▶ _What the task asks_
Only the lines of the data below from the one with "node.cum_char_count - node.strand.len()" through the one with "pub fn spawn_sut(command_line: &str)" are wanted. Repeat them exactly.

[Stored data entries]
=== Section Start ===

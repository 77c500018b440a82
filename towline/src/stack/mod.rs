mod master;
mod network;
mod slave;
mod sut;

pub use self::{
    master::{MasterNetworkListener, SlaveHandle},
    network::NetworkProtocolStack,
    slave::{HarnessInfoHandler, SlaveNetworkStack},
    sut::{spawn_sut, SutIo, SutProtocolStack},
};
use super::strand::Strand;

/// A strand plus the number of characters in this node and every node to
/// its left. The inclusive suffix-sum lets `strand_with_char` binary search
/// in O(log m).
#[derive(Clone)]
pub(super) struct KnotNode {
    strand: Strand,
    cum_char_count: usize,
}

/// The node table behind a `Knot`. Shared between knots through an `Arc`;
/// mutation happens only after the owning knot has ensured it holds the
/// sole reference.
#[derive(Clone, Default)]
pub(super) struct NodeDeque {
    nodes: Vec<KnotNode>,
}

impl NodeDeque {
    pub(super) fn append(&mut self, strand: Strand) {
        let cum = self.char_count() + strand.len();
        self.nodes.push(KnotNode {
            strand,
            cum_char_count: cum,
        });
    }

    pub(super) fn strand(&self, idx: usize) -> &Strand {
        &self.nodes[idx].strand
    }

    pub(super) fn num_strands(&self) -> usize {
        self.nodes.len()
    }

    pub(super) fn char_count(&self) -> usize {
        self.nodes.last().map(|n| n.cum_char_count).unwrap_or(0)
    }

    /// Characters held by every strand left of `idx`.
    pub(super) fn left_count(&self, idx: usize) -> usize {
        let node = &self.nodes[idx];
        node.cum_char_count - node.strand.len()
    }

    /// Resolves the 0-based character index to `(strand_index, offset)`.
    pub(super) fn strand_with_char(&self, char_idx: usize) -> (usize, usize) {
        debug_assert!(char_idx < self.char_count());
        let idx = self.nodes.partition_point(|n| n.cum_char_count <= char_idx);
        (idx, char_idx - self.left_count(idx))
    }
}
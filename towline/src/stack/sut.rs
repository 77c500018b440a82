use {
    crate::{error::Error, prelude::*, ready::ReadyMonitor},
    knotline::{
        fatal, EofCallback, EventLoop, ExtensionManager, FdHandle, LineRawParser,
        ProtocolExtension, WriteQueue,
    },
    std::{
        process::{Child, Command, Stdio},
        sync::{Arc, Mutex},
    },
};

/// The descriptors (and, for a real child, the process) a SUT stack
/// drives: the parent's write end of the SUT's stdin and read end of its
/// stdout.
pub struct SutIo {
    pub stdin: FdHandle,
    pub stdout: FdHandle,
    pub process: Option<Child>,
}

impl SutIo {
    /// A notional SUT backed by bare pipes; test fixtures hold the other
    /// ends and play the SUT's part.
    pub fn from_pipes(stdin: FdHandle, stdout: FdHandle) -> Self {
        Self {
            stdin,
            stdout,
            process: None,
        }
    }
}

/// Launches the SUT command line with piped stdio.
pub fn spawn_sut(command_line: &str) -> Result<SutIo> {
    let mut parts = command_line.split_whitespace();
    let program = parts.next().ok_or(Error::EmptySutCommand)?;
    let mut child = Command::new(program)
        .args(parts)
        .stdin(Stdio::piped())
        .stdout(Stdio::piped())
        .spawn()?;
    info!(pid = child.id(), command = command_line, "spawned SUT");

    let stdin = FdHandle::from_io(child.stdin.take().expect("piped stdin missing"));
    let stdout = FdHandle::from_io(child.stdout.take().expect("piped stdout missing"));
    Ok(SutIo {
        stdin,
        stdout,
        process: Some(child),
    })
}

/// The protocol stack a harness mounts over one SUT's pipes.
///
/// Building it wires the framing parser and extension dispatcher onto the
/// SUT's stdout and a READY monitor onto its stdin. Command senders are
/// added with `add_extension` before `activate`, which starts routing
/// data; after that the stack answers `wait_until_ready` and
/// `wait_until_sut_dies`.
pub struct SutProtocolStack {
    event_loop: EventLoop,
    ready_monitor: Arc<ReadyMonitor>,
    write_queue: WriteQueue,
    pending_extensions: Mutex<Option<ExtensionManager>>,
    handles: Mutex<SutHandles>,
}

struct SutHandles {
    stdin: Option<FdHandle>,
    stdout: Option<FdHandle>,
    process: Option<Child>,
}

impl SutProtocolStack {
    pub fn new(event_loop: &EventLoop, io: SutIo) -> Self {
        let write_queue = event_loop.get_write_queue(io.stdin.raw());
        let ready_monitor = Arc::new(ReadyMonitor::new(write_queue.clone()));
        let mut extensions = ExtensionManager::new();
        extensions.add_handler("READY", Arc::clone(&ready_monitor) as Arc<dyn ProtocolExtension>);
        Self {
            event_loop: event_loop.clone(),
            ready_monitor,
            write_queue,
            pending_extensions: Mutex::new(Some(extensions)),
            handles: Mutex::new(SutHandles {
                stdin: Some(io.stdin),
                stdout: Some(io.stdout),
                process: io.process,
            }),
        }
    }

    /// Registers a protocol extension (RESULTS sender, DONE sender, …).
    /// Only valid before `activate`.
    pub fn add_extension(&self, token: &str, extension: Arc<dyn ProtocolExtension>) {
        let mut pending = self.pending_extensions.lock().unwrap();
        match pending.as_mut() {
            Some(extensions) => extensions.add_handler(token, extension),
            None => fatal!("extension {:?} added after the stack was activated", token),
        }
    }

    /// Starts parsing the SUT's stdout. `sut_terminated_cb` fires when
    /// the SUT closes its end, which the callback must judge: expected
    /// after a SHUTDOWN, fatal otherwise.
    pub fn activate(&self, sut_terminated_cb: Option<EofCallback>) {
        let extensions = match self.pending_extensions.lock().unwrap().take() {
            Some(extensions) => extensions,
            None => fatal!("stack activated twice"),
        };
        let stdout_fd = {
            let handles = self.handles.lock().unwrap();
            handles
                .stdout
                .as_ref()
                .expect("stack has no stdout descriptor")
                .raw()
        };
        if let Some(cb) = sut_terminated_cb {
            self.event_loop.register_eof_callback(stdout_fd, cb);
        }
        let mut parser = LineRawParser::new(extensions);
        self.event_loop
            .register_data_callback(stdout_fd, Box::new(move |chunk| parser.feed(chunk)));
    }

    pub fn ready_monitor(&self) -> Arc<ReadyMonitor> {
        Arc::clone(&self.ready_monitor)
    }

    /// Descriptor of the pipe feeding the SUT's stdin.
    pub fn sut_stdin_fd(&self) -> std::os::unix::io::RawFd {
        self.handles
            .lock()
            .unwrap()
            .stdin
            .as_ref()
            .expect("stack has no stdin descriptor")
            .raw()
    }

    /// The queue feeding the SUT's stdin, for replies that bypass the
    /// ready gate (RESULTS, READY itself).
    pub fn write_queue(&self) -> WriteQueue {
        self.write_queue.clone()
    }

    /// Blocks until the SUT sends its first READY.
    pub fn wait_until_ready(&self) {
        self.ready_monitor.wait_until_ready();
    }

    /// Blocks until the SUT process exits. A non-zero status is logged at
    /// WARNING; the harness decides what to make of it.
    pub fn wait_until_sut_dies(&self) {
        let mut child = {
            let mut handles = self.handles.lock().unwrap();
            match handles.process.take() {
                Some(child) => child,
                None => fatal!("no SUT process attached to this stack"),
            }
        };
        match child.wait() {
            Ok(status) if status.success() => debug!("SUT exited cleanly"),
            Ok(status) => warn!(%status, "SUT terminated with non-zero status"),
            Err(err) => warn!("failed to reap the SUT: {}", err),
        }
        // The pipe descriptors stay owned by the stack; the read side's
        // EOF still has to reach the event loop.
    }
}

=== Section End ===

▶ _Response box_
        node.cum_char_count - node.strand.len()
    }

    /// Resolves the 0-based character index to `(strand_index, offset)`.
    pub(super) fn strand_with_char(&self, char_idx: usize) -> (usize, usize) {
        debug_assert!(char_idx < self.char_count());
        let idx = self.nodes.partition_point(|n| n.cum_char_count <= char_idx);
        (idx, char_idx - self.left_count(idx))
    }
}
filename towline/src/stack/sut.rs
repository 77c500018b440a82
use {
    crate::{error::Error, prelude::*, ready::ReadyMonitor},
    knotline::{
        fatal, EofCallback, EventLoop, ExtensionManager, FdHandle, LineRawParser,
        ProtocolExtension, WriteQueue,
    },
    std::{
        process::{Child, Command, Stdio},
        sync::{Arc, Mutex},
    },
};

/// The descriptors (and, for a real child, the process) a SUT stack
/// drives: the parent's write end of the SUT's stdin and read end of its
/// stdout.
pub struct SutIo {
    pub stdin: FdHandle,
    pub stdout: FdHandle,
    pub process: Option<Child>,
}

impl SutIo {
    /// A notional SUT backed by bare pipes; test fixtures hold the other
    /// ends and play the SUT's part.
    pub fn from_pipes(stdin: FdHandle, stdout: FdHandle) -> Self {
        Self {
            stdin,
            stdout,
            process: None,
        }
    }
}

/// Launches the SUT command line with piped stdio.
pub fn spawn_sut(command_line: &str) -> Result<SutIo> {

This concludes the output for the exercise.